***** Data for this task *****

//! Typing indicator debounce for the composer.

use std::time::{Duration, Instant};

use crate::ws::protocol::{ClientEvent, StopTyping, Typing};

/// Idle time after the last keystroke before `stop-typing` is sent.
pub const TYPING_IDLE: Duration = Duration::from_secs(2);

/// Emits `typing` once per burst of input and `stop-typing` when the burst
/// ends: input goes idle, is cleared, or the message is sent.
#[derive(Debug, Clone)]
pub struct TypingTracker {
    local_user_id: String,
    username: String,
    peer_id: String,
    idle: Duration,
    last_input: Option<Instant>,
}

impl TypingTracker {
    pub fn new(local_user_id: &str, username: &str, peer_id: &str) -> Self {
        Self::with_idle(local_user_id, username, peer_id, TYPING_IDLE)
    }

    pub fn with_idle(local_user_id: &str, username: &str, peer_id: &str, idle: Duration) -> Self {
        Self {
            local_user_id: local_user_id.to_string(),
            username: username.to_string(),
            peer_id: peer_id.to_string(),
            idle,
            last_input: None,
        }
    }

    pub fn is_typing(&self) -> bool {
        self.last_input.is_some()
    }

    /// Composer text changed.
    pub fn on_input(&mut self, text: &str, now: Instant) -> Option<ClientEvent> {
        if text.trim().is_empty() {
            return self.stop();
        }
        let started = self.last_input.is_none();
        self.last_input = Some(now);
        started.then(|| {
            ClientEvent::Typing(Typing {
                to_user_id: self.peer_id.clone(),
                from_user_id: self.local_user_id.clone(),
                username: self.username.clone(),
            })
        })
    }

    /// Timer tick; ends the burst once input has been idle long enough.
    pub fn poll(&mut self, now: Instant) -> Option<ClientEvent> {
        match self.last_input {
            Some(last) if now.saturating_duration_since(last) >= self.idle => self.stop(),
            _ => None,
        }
    }

    /// When the next `poll` could produce an event.
    pub fn deadline(&self) -> Option<Instant> {
        self.last_input.map(|last| last + self.idle)
    }

    pub fn on_send(&mut self) -> Option<ClientEvent> {
        self.stop()
    }

    fn stop(&mut self) -> Option<ClientEvent> {
        self.last_input.take().map(|_| {
            ClientEvent::StopTyping(StopTyping {
                to_user_id: self.peer_id.clone(),
                from_user_id: self.local_user_id.clone(),
            })
        })
    }
}

#[cfg(test)]
mod tests {
    use super::*;

    fn tracker() -> TypingTracker {
        TypingTracker::new("userA", "alice", "userB")
    }

    #[test]
    fn test_typing_sent_once_per_burst() {
        let mut t = tracker();
        let start = Instant::now();

        assert_eq!(
            t.on_input("h", start),
            Some(ClientEvent::Typing(Typing {
                to_user_id: "userB".into(),
                from_user_id: "userA".into(),
                username: "alice".into(),
            }))
        );
        assert_eq!(t.on_input("he", start + Duration::from_millis(300)), None);
        assert_eq!(t.on_input("hey", start + Duration::from_millis(600)), None);
        assert!(t.is_typing());
    }

    #[test]
    fn test_idle_input_stops_typing() {
        let mut t = tracker();
        let start = Instant::now();
        t.on_input("h", start);
        t.on_input("hi", start + Duration::from_millis(1500));

        // Idle is measured from the last keystroke.
        assert_eq!(t.poll(start + Duration::from_millis(2500)), None);
        assert_eq!(
            t.deadline(),
            Some(start + Duration::from_millis(3500))
        );
        assert!(matches!(
            t.poll(start + Duration::from_millis(3500)),
            Some(ClientEvent::StopTyping(_))
        ));
        assert_eq!(t.poll(start + Duration::from_secs(10)), None);
    }

    #[test]
    fn test_send_and_clear_stop_typing() {
        let mut t = tracker();
        let now = Instant::now();

        t.on_input("hi", now);
        assert!(matches!(t.on_send(), Some(ClientEvent::StopTyping(_))));
        assert_eq!(t.on_send(), None);

        t.on_input("again", now);
        assert!(matches!(t.on_input("   ", now), Some(ClientEvent::StopTyping(_))));
        assert!(!t.is_typing());
    }

    #[test]
    fn test_whitespace_input_never_starts_typing() {
        let mut t = tracker();
        assert_eq!(t.on_input("  ", Instant::now()), None);
        assert!(!t.is_typing());
    }
}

*****

__What is needed__
The records must be given again in full, exactly as they were written.

__Exercise output__
//! Typing indicator debounce for the composer.

use std::time::{Duration, Instant};

use crate::ws::protocol::{ClientEvent, StopTyping, Typing};

/// Idle time after the last keystroke before `stop-typing` is sent.
pub const TYPING_IDLE: Duration = Duration::from_secs(2);

/// Emits `typing` once per burst of input and `stop-typing` when the burst
/// ends: input goes idle, is cleared, or the message is sent.
#[derive(Debug, Clone)]
pub struct TypingTracker {
    local_user_id: String,
    username: String,
    peer_id: String,
    idle: Duration,
    last_input: Option<Instant>,
}

impl TypingTracker {
    pub fn new(local_user_id: &str, username: &str, peer_id: &str) -> Self {
        Self::with_idle(local_user_id, username, peer_id, TYPING_IDLE)
    }

    pub fn with_idle(local_user_id: &str, username: &str, peer_id: &str, idle: Duration) -> Self {
        Self {
            local_user_id: local_user_id.to_string(),
            username: username.to_string(),
            peer_id: peer_id.to_string(),
            idle,
            last_input: None,
        }
    }

    pub fn is_typing(&self) -> bool {
        self.last_input.is_some()
    }

    /// Composer text changed.
    pub fn on_input(&mut self, text: &str, now: Instant) -> Option<ClientEvent> {
        if text.trim().is_empty() {
            return self.stop();
        }
        let started = self.last_input.is_none();
        self.last_input = Some(now);
        started.then(|| {
            ClientEvent::Typing(Typing {
                to_user_id: self.peer_id.clone(),
                from_user_id: self.local_user_id.clone(),
                username: self.username.clone(),
            })
        })
    }

    /// Timer tick; ends the burst once input has been idle long enough.
    pub fn poll(&mut self, now: Instant) -> Option<ClientEvent> {
        match self.last_input {
            Some(last) if now.saturating_duration_since(last) >= self.idle => self.stop(),
            _ => None,
        }
    }

    /// When the next `poll` could produce an event.
    pub fn deadline(&self) -> Option<Instant> {
        self.last_input.map(|last| last + self.idle)
    }

    pub fn on_send(&mut self) -> Option<ClientEvent> {
        self.stop()
    }

    fn stop(&mut self) -> Option<ClientEvent> {
        self.last_input.take().map(|_| {
            ClientEvent::StopTyping(StopTyping {
                to_user_id: self.peer_id.clone(),
                from_user_id: self.local_user_id.clone(),
            })
        })
    }
}

#[cfg(test)]
mod tests {
    use super::*;

    fn tracker() -> TypingTracker {
        TypingTracker::new("userA", "alice", "userB")
    }

    #[test]
    fn test_typing_sent_once_per_burst() {
        let mut t = tracker();
        let start = Instant::now();

        assert_eq!(
            t.on_input("h", start),
            Some(ClientEvent::Typing(Typing {
                to_user_id: "userB".into(),
                from_user_id: "userA".into(),
                username: "alice".into(),
            }))
        );
        assert_eq!(t.on_input("he", start + Duration::from_millis(300)), None);
        assert_eq!(t.on_input("hey", start + Duration::from_millis(600)), None);
        assert!(t.is_typing());
    }

    #[test]
    fn test_idle_input_stops_typing() {
        let mut t = tracker();
        let start = Instant::now();
        t.on_input("h", start);
        t.on_input("hi", start + Duration::from_millis(1500));

        // Idle is measured from the last keystroke.
        assert_eq!(t.poll(start + Duration::from_millis(2500)), None);
        assert_eq!(
            t.deadline(),
            Some(start + Duration::from_millis(3500))
        );
        assert!(matches!(
            t.poll(start + Duration::from_millis(3500)),
            Some(ClientEvent::StopTyping(_))
        ));
        assert_eq!(t.poll(start + Duration::from_secs(10)), None);
    }

    #[test]
    fn test_send_and_clear_stop_typing() {
        let mut t = tracker();
        let now = Instant::now();

        t.on_input("hi", now);
        assert!(matches!(t.on_send(), Some(ClientEvent::StopTyping(_))));
        assert_eq!(t.on_send(), None);

        t.on_input("again", now);
        assert!(matches!(t.on_input("   ", now), Some(ClientEvent::StopTyping(_))));
        assert!(!t.is_typing());
    }

    #[test]
    fn test_whitespace_input_never_starts_typing() {
        let mut t = tracker();
        assert_eq!(t.on_input("  ", Instant::now()), None);
        assert!(!t.is_typing());
    }
}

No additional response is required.